Ornamental trees are ideal for city dwellers. Defined as trees that reach a maximum height of 25 feet, ornamental trees can give a much-needed nature boast to an urban environment. Flowering ornamental trees bring color and whimsy to the spring months.
The state tree of Missouri, Flowering Dogwood (Cornus florida) boasts brilliant pink or white flowers in mid-spring. The plant reaches a mature height of 15 to 25 feet and is fairly fast growing. In the autumn the Flowering Dogwood has deep red foliage, and the winter brings red berries that attract birds. The plant can be fickle: if temperatures become too extreme in the summer, the plant may cease to flower the next spring. The tree prefers slightly to moderately acidic soils, and direct (but not blistering) sun to partial shade. Flowering Dogwood grows in zones 5 through 8.
Also known as the "Silk Tree," the Mimosa (Albizia julibrissin) is a flowering tree native to Southern and Eastern Asia. Capping its growth at about 25 feet, the mimosa is a small tree that boasts unusual fluffy, hot pink flowers. The bark is pale gray and somewhat soft. They are extremely hardy, tolerating drought and growing without difficulty in most soil types. Mimosa trees will grow in zones 6 through 10. Mimosa trees require full sun. As a bonus, Mimosas are notorious for their ability to attract hummingbirds.

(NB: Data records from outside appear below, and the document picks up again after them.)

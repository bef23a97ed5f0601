use prism_core::{Page, PageParams};
use prism_models::{Assignment, AssignmentId, CourseId, Student, Submission};

use crate::client::BackendClient;
use crate::endpoints::Listing;
use crate::error::ClientError;
use crate::session::Session;

impl BackendClient {
    pub async fn assignments(
        &self,
        session: &Session,
        course: CourseId,
    ) -> Result<Vec<Assignment>, ClientError> {
        let listing: Listing<Assignment> = self
            .get_json(
                session,
                "/api/assignment/assignments/get-assignments-by-course/",
                &[("course", course.to_string())],
            )
            .await?;
        Ok(listing.into_vec())
    }

    pub async fn students(&self, session: &Session, course: CourseId) -> Result<Vec<Student>, ClientError> {
        let listing: Listing<Student> = self
            .get_json(
                session,
                "/api/assignment/students/get-students-by-course/",
                &[("course", course.to_string())],
            )
            .await?;
        Ok(listing.into_vec())
    }

    pub async fn submissions(
        &self,
        session: &Session,
        assignment: AssignmentId,
        params: &PageParams,
    ) -> Result<Page<Submission>, ClientError> {
        let mut query = vec![("assignment", assignment.to_string())];
        query.extend(params.to_query());

        let listing: Listing<Submission> = self
            .get_json(session, "/api/assignment/submissions/", &query)
            .await?;
        Ok(listing.into_page())
    }
}
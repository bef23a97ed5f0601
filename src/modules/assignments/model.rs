use prism_models::{AssignmentId, SimilarityPair};
use serde::Serialize;
use utoipa::ToSchema;

/// Similarity pairs at or above `threshold`, highest first.
#[derive(Debug, Serialize, ToSchema)]
pub struct AlertsResponse {
    pub assignment: AssignmentId,
    pub threshold: u8,
    pub count: usize,
    pub results: Vec<SimilarityPair>,
}
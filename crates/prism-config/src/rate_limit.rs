//! Rate limiting for the session routes.
//!
//! `/login`, `/refresh` and `/logout` each call out to the backend, so they
//! are throttled per client IP with a token bucket:
//!
//! - `RATE_LIMIT_ENABLED`: turn the limiter on or off (default: true)
//! - `RATE_LIMIT_AUTH_PER_SECOND`: seconds between token replenishments (default: 2)
//! - `RATE_LIMIT_AUTH_BURST_SIZE`: bucket size (default: 10)

use tower_governor::governor::{GovernorConfig, GovernorConfigBuilder};
use tower_governor::key_extractor::SmartIpKeyExtractor;

use crate::{env_flag, env_or};

#[derive(Clone, Debug, PartialEq, Eq)]
pub struct RateLimitConfig {
    pub enabled: bool,
    pub auth_per_second: u64,
    pub auth_burst_size: u32,
}

impl Default for RateLimitConfig {
    fn default() -> Self {
        Self {
            enabled: true,
            auth_per_second: 2,
            auth_burst_size: 10,
        }
    }
}

impl RateLimitConfig {
    #[must_use]
    pub fn from_env() -> Self {
        let defaults = Self::default();
        Self {
            enabled: env_flag("RATE_LIMIT_ENABLED", defaults.enabled),
            auth_per_second: env_or("RATE_LIMIT_AUTH_PER_SECOND", defaults.auth_per_second),
            auth_burst_size: env_or("RATE_LIMIT_AUTH_BURST_SIZE", defaults.auth_burst_size),
        }
    }

    /// A disabled limiter, for tests and local tooling.
    #[must_use]
    pub fn disabled() -> Self {
        Self {
            enabled: false,
            ..Self::default()
        }
    }

    /// Governor configuration keyed on the client IP.
    ///
    /// The key comes from `X-Forwarded-For`, `X-Real-Ip` or `Forwarded`, then
    /// the peer address.
    ///
    /// Returns `None` when disabled or when the values cannot form a valid
    /// bucket (zero rate or burst).
    #[must_use]
    pub fn auth_governor_config(
        &self,
    ) -> Option<GovernorConfig<SmartIpKeyExtractor, ::governor::middleware::NoOpMiddleware>> {
        if !self.enabled {
            return None;
        }

        GovernorConfigBuilder::default()
            .per_second(self.auth_per_second)
            .burst_size(self.auth_burst_size)
            .key_extractor(SmartIpKeyExtractor)
            .finish()
    }
}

The delicate white flower of the Hawthorn tree, similar in appearance to a wild rose, is the state flower of Missouri thanks to the abundance of these ornamental trees throughout the state. The Washington hawthorn (Crataegus phaenopyrum) is a hardy variety that is fairly disease resistant. The Washington hawthorn has a somewhat rounded shape with a slender trunk. It produces shiny orange fruits after flowering, which adds to its ornamental value. Washington Hawthorns are drought and heat tolerant, and will grow in zones 4 through 8. Hawthorns require full sun or partial sun, though the Hawthorn has no particular soil requirements.